__Prompt__
Read through the entries below and return each line with the word "GzEncoder".

Saved data entries:
········

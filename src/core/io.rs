//! I/O helpers
//!
//! Description files (catalogs, chain manifests, definitions) are small text
//! files that may be gzip or bzip2 compressed. Grid files are binary and read
//! in whole-record windows through positioned reads.

use std::fs::File;
use std::io::{self, BufRead, BufReader, Read, Seek, SeekFrom};
use std::path::Path;

/// Default buffer size for description readers (128KB)
pub const DEFAULT_BUFFER_SIZE: usize = 128 * 1024;

/// Compression format of a description file
#[derive(Debug, Clone, Copy, PartialEq, Eq, Default)]
pub enum CompressionFormat {
    /// Plain text (uncompressed)
    #[default]
    Plain,
    /// Gzip compressed (.gz)
    Gzip,
    /// Bzip2 compressed (.bz2)
    Bzip2,
}

impl CompressionFormat {
    /// Detect from the leading magic bytes
    ///
    /// # Examples
    /// ```
    /// use datum_shift::core::io::CompressionFormat;
    /// assert_eq!(CompressionFormat::from_magic(&[0x1f, 0x8b, 0x08]), CompressionFormat::Gzip);
    /// assert_eq!(CompressionFormat::from_magic(b"BZh"), CompressionFormat::Bzip2);
    /// assert_eq!(CompressionFormat::from_magic(b"dat"), CompressionFormat::Plain);
    /// ```
    pub fn from_magic(magic: &[u8]) -> Self {
        if magic.len() >= 2 && magic[0] == 0x1f && magic[1] == 0x8b {
            CompressionFormat::Gzip
        } else if magic.len() >= 3 && magic[0] == 0x42 && magic[1] == 0x5a && magic[2] == 0x68 {
            // BZ2 magic: "BZh" (0x42 0x5a 0x68)
            CompressionFormat::Bzip2
        } else {
            CompressionFormat::Plain
        }
    }
}

/// Detect compression format from file path and/or content
pub fn detect_compression(path: &Path) -> io::Result<CompressionFormat> {
    let extension = path.extension().and_then(|e| e.to_str()).unwrap_or("");

    // First check by extension
    if extension.eq_ignore_ascii_case("gz") {
        return Ok(CompressionFormat::Gzip);
    }
    if extension.eq_ignore_ascii_case("bz2") {
        return Ok(CompressionFormat::Bzip2);
    }

    // Then check by magic bytes
    let mut file = File::open(path)?;
    let mut magic = [0u8; 3];
    let bytes_read = file.read(&mut magic)?;
    Ok(CompressionFormat::from_magic(&magic[..bytes_read]))
}

/// Open a description file, transparently decompressing it
pub fn open_text_reader(path: &Path) -> io::Result<Box<dyn BufRead>> {
    let format = detect_compression(path)?;
    let file = File::open(path)?;

    Ok(match format {
        CompressionFormat::Gzip => {
            let decoder = flate2::read::GzDecoder::new(file);
            Box::new(BufReader::with_capacity(DEFAULT_BUFFER_SIZE, decoder))
        }
        CompressionFormat::Bzip2 => {
            let decoder = bzip2::read::BzDecoder::new(file);
            Box::new(BufReader::with_capacity(DEFAULT_BUFFER_SIZE, decoder))
        }
        CompressionFormat::Plain => Box::new(BufReader::with_capacity(DEFAULT_BUFFER_SIZE, file)),
    })
}

/// Read a whole description file into a string
pub fn read_text(path: &Path) -> io::Result<String> {
    let mut reader = open_text_reader(path)?;
    let mut contents = String::new();
    reader.read_to_string(&mut contents)?;
    Ok(contents)
}

/// File name with compression suffixes removed
///
/// `catalog.yaml.gz` yields `catalog.yaml`.
pub fn logical_file_name(path: &Path) -> Option<String> {
    let name = path.file_name()?.to_str()?;
    let lower = name.to_ascii_lowercase();
    for suffix in [".gz", ".bz2"] {
        if lower.ends_with(suffix) {
            return Some(name[..name.len() - suffix.len()].to_string());
        }
    }
    Some(name.to_string())
}

/// Fill `buf` from `offset`; a short file is an `UnexpectedEof` error
pub fn read_exact_at(file: &mut File, offset: u64, buf: &mut [u8]) -> io::Result<()> {
    file.seek(SeekFrom::Start(offset))?;
    file.read_exact(buf)
}

#[cfg(test)]
mod tests {
    use super::*;
    use std::io::Write;
    use tempfile::NamedTempFile;

    #[test]
    fn test_default_buffer_size() {
        assert_eq!(DEFAULT_BUFFER_SIZE, 128 * 1024);
    }

    #[test]
    fn test_plain_text_round() -> io::Result<()> {
        let mut temp = NamedTempFile::new()?;
        write!(temp, "datasets: []\n")?;
        temp.flush()?;

        assert_eq!(detect_compression(temp.path())?, CompressionFormat::Plain);
        assert_eq!(read_text(temp.path())?, "datasets: []\n");
        Ok(())
    }

    #[test]
    fn test_gzip_detected_by_magic() -> io::Result<()> {
        use flate2::write::GzEncoder;
        use flate2::Compression;

        let mut temp = NamedTempFile::new()?;
        let mut encoder = GzEncoder::new(Vec::new(), Compression::default());
        encoder.write_all(b"fallback: NAD27\n")?;
        temp.write_all(&encoder.finish()?)?;
        temp.flush()?;

        assert_eq!(detect_compression(temp.path())?, CompressionFormat::Gzip);
        assert_eq!(read_text(temp.path())?, "fallback: NAD27\n");
        Ok(())
    }

    #[test]
    fn test_bzip2_detected_by_magic() -> io::Result<()> {
        use bzip2::write::BzEncoder;
        use bzip2::Compression;

        let mut temp = NamedTempFile::new()?;
        let mut encoder = BzEncoder::new(Vec::new(), Compression::default());
        encoder.write_all(b"datasets: []\n")?;
        temp.write_all(&encoder.finish()?)?;
        temp.flush()?;

        assert_eq!(detect_compression(temp.path())?, CompressionFormat::Bzip2);
        assert_eq!(read_text(temp.path())?, "datasets: []\n");
        Ok(())
    }

    #[test]
    fn test_logical_file_name() {
        assert_eq!(
            logical_file_name(Path::new("/tmp/a/chain.yaml.gz")).as_deref(),
            Some("chain.yaml")
        );
        assert_eq!(
            logical_file_name(Path::new("grid.byn")).as_deref(),
            Some("grid.byn")
        );
    }

    #[test]
    fn test_read_exact_at_short_file() -> io::Result<()> {
        let mut temp = NamedTempFile::new()?;
        temp.write_all(b"0123456789")?;
        temp.flush()?;

        let mut file = File::open(temp.path())?;
        let mut buf = [0u8; 4];
        read_exact_at(&mut file, 3, &mut buf)?;
        assert_eq!(&buf, b"3456");

        let mut too_long = [0u8; 8];
        let err = read_exact_at(&mut file, 6, &mut too_long).unwrap_err();
        assert_eq!(err.kind(), io::ErrorKind::UnexpectedEof);
        Ok(())
    }
}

········

__Output of the exercise__
        use flate2::write::GzEncoder;
        let mut encoder = GzEncoder::new(Vec::new(), Compression::default());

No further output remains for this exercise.